Aurobindo Pharma informed the stock exchanges that the United States Food and Drug Administration (US FDA) has completed an inspection at one of its subsidiary’s manufacturing facilities in Telangana, concluding with four observations.
The inspection was carried out at Unit-I, a formulation manufacturing facility operated by Eugia Pharma Specialities Ltd., a wholly owned subsidiary of Aurobindo Pharma. The facility is located in Kolthur Village, Shameerpet Mandal, Ranga Reddy district, Telangana. The US FDA conducted the inspection from February 16 to February 27, 2026.

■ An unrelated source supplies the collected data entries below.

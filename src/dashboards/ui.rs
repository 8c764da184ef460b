//! Administrator dashboard pages.

use askama::Template;
use axum::{
    extract::{Query, State},
    response::IntoResponse,
    routing::get,
    Router,
};
use std::sync::Arc;

use super::types::*;
use super::DashboardEngine;
use crate::core::urls::{course_url, PageUrls};
use crate::shared::enums::Role;
use crate::shared::error::AppResult;
use crate::shared::models::User;
use crate::shared::state::AppState;
use crate::web::auth::AdminUser;
use crate::web::{filters, PageContext};

// ============================================================================
// VIEW ROWS
// ============================================================================

#[derive(Debug, Clone)]
pub struct CourseStatRow {
    pub title: String,
    pub url: String,
    pub category_label: String,
    pub teacher_name: String,
    pub students: i64,
    pub lessons: i64,
    pub completed_progress: i64,
    pub created_at: String,
}

impl From<CourseStat> for CourseStatRow {
    fn from(s: CourseStat) -> Self {
        Self {
            url: course_url(&s.course.id),
            category_label: s.course.category.label().to_string(),
            created_at: s.course.created_at.to_rfc3339(),
            title: s.course.title,
            teacher_name: s.teacher_name,
            students: s.students,
            lessons: s.lessons,
            completed_progress: s.completed_progress,
        }
    }
}

#[derive(Debug, Clone)]
pub struct UserRow {
    pub username: String,
    pub name: String,
    pub email: String,
    pub role_label: String,
    pub is_active: bool,
    pub date_joined: String,
    pub enrollments: i64,
    pub certificates: i64,
    pub courses: i64,
    pub students: i64,
}

impl UserRow {
    fn new(user: &User) -> Self {
        Self {
            username: user.username.clone(),
            name: user.full_name().to_string(),
            email: user.email.clone().unwrap_or_default(),
            role_label: user.role.label().to_string(),
            is_active: user.is_active,
            date_joined: user.date_joined.to_rfc3339(),
            enrollments: 0,
            certificates: 0,
            courses: 0,
            students: 0,
        }
    }
}

#[derive(Debug, Clone)]
pub struct EnrollmentRow {
    pub username: String,
    pub full_name: String,
    pub phone_number: String,
    pub course_title: String,
    pub course_url: String,
    pub enrolled_at: String,
}

impl From<EnrollmentListing> for EnrollmentRow {
    fn from(e: EnrollmentListing) -> Self {
        Self {
            course_url: course_url(&e.enrollment.course_id),
            enrolled_at: e.enrollment.enrolled_at.to_rfc3339(),
            full_name: e.enrollment.full_name,
            phone_number: e.enrollment.phone_number,
            course_title: e.course_title,
            username: e.username,
        }
    }
}

#[derive(Debug, Clone)]
pub struct CertificateRow {
    pub student_name: String,
    pub course_title: String,
    pub code: String,
    pub issued_at: String,
    pub revoked: bool,
}

#[derive(Debug, Clone)]
pub struct RoleTab {
    pub label: String,
    pub url: String,
    pub active: bool,
}

fn role_tabs(current: Option<Role>) -> Vec<RoleTab> {
    let mut tabs = vec![RoleTab {
        label: "All".to_string(),
        url: PageUrls::ADMIN_USERS.to_string(),
        active: current.is_none(),
    }];
    tabs.extend(Role::ALL.iter().map(|role| RoleTab {
        label: role.label().to_string(),
        url: format!("{}?role={}", PageUrls::ADMIN_USERS, role.as_str()),
        active: current == Some(*role),
    }));
    tabs
}

// ============================================================================
// TEMPLATES
// ============================================================================

#[derive(Template)]
#[template(path = "admin/dashboard.html")]
pub struct AdminDashboardTemplate {
    pub ctx: PageContext,
    pub totals: PlatformTotals,
    pub courses: Vec<CourseStatRow>,
    pub students: Vec<UserRow>,
    pub teachers: Vec<UserRow>,
    pub recent_enrollments: Vec<EnrollmentRow>,
    pub recent_certificates: Vec<CertificateRow>,
}

#[derive(Template)]
#[template(path = "admin/users.html")]
pub struct AdminUsersTemplate {
    pub ctx: PageContext,
    pub users: Vec<UserRow>,
    pub tabs: Vec<RoleTab>,
    pub total: i64,
    pub students: i64,
    pub teachers: i64,
}

#[derive(Template)]
#[template(path = "admin/courses.html")]
pub struct AdminCoursesTemplate {
    pub ctx: PageContext,
    pub courses: Vec<CourseStatRow>,
}

#[derive(Template)]
#[template(path = "admin/enrollments.html")]
pub struct AdminEnrollmentsTemplate {
    pub ctx: PageContext,
    pub enrollments: Vec<EnrollmentRow>,
}

// ============================================================================
// PAGE HANDLERS
// ============================================================================

pub async fn admin_dashboard_page(
    State(state): State<Arc<AppState>>,
    AdminUser(_): AdminUser,
    ctx: PageContext,
) -> AppResult<impl IntoResponse> {
    let engine = DashboardEngine::new(state.conn.clone());
    let stats = engine.stats().await?;

    Ok(AdminDashboardTemplate {
        ctx,
        totals: stats.totals,
        courses: stats.top_courses.into_iter().map(CourseStatRow::from).collect(),
        students: stats
            .top_students
            .iter()
            .map(|s| UserRow {
                enrollments: s.enrollments,
                certificates: s.certificates,
                ..UserRow::new(&s.user)
            })
            .collect(),
        teachers: stats
            .teachers
            .iter()
            .map(|t| UserRow {
                courses: t.courses,
                students: t.students,
                ..UserRow::new(&t.user)
            })
            .collect(),
        recent_enrollments: stats
            .recent_enrollments
            .into_iter()
            .map(EnrollmentRow::from)
            .collect(),
        recent_certificates: stats
            .recent_certificates
            .into_iter()
            .map(|c| CertificateRow {
                code: c.verification_code.to_string(),
                issued_at: c.issued_at.to_rfc3339(),
                revoked: c.revoked,
                student_name: c.student_name,
                course_title: c.course_title,
            })
            .collect(),
    })
}

pub async fn admin_users_page(
    State(state): State<Arc<AppState>>,
    AdminUser(_): AdminUser,
    ctx: PageContext,
    Query(filters): Query<UserFilters>,
) -> AppResult<impl IntoResponse> {
    let engine = DashboardEngine::new(state.conn.clone());
    let listing = engine.users(filters.role()).await?;

    Ok(AdminUsersTemplate {
        ctx,
        users: listing.users.iter().map(UserRow::new).collect(),
        tabs: role_tabs(listing.role),
        total: listing.total,
        students: listing.students,
        teachers: listing.teachers,
    })
}

pub async fn admin_courses_page(
    State(state): State<Arc<AppState>>,
    AdminUser(_): AdminUser,
    ctx: PageContext,
) -> AppResult<impl IntoResponse> {
    let engine = DashboardEngine::new(state.conn.clone());
    let courses = engine.courses().await?;

    Ok(AdminCoursesTemplate {
        ctx,
        courses: courses.into_iter().map(CourseStatRow::from).collect(),
    })
}

pub async fn admin_enrollments_page(
    State(state): State<Arc<AppState>>,
    AdminUser(_): AdminUser,
    ctx: PageContext,
) -> AppResult<impl IntoResponse> {
    let engine = DashboardEngine::new(state.conn.clone());
    let enrollments = engine.enrollments().await?;

    Ok(AdminEnrollmentsTemplate {
        ctx,
        enrollments: enrollments.into_iter().map(EnrollmentRow::from).collect(),
    })
}

pub fn configure_dashboards_ui_routes() -> Router<Arc<AppState>> {
    Router::new()
        .route(PageUrls::ADMIN_DASHBOARD, get(admin_dashboard_page))
        .route(PageUrls::ADMIN_USERS, get(admin_users_page))
        .route(PageUrls::ADMIN_COURSES, get(admin_courses_page))
        .route(PageUrls::ADMIN_ENROLLMENTS, get(admin_enrollments_page))
}

#[cfg(test)]
mod tests {
    use super::*;

    #[test]
    fn test_role_tabs_mark_current() {
        let tabs = role_tabs(Some(Role::Teacher));
        assert_eq!(tabs.len(), Role::ALL.len() + 1);
        let active: Vec<_> = tabs.iter().filter(|t| t.active).collect();
        assert_eq!(active.len(), 1);
        assert_eq!(active[0].url, "/admin/users?role=teacher");
        assert!(role_tabs(None)[0].active);
    }
}
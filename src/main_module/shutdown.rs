use log::info;

/// Resolves on Ctrl+C or, on Unix, SIGTERM.
pub async fn shutdown_signal() {
    let ctrl_c = async {
        if let Err(e) = tokio::signal::ctrl_c().await {
            log::error!("Failed to install Ctrl+C handler: {}", e);
        }
    };

    #[cfg(unix)]
    let terminate = async {
        match tokio::signal::unix::signal(tokio::signal::unix::SignalKind::terminate()) {
            Ok(mut signal) => {
                signal.recv().await;
            }
            Err(e) => {
                log::error!("Failed to install SIGTERM handler: {}", e);
                std::future::pending::<()>().await;
            }
        }
    };

    #[cfg(not(unix))]
    let terminate = std::future::pending::<()>();

    tokio::select! {
        _ = ctrl_c => info!("Received Ctrl+C, shutting down"),
        _ = terminate => info!("Received SIGTERM, shutting down"),
    }
}
// Accounts (always available)
pub mod core;
pub use self::core::*;

// Courses, progress and certificates
pub mod learn;
pub use self::learn::*;

diesel::joinable!(courses -> users (created_by));
diesel::joinable!(enrollments -> users (user_id));

diesel::allow_tables_to_appear_in_same_query!(
    users,
    courses,
    lessons,
    enrollments,
    progress,
    certificates,
);
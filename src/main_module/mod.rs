//! Application wiring split from main.rs: routing, health checks and shutdown

mod health;
mod server;
mod shutdown;

pub use health::*;
pub use server::*;
pub use shutdown::*;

According to the company’s regulatory filing under Regulation 30 of the SEBI (Listing Obligations & Disclosure Requirements) Regulations, 2015, the inspection concluded with four observations. These observations are typically issued in the Form 483 format when investigators identify conditions that may require corrective action.
Aurobindo Pharma stated that it will respond to the US FDA within the stipulated timelines and remains committed to maintaining the highest quality manufacturing standards across all its global facilities. The company also assured that it will keep the stock exchanges informed of any further developments related to the inspection.
US FDA inspections are a routine part of regulatory oversight for pharmaceutical manufacturers supplying products to the United States. The outcome and subsequent response from the company will be closely monitored by investors and market participants.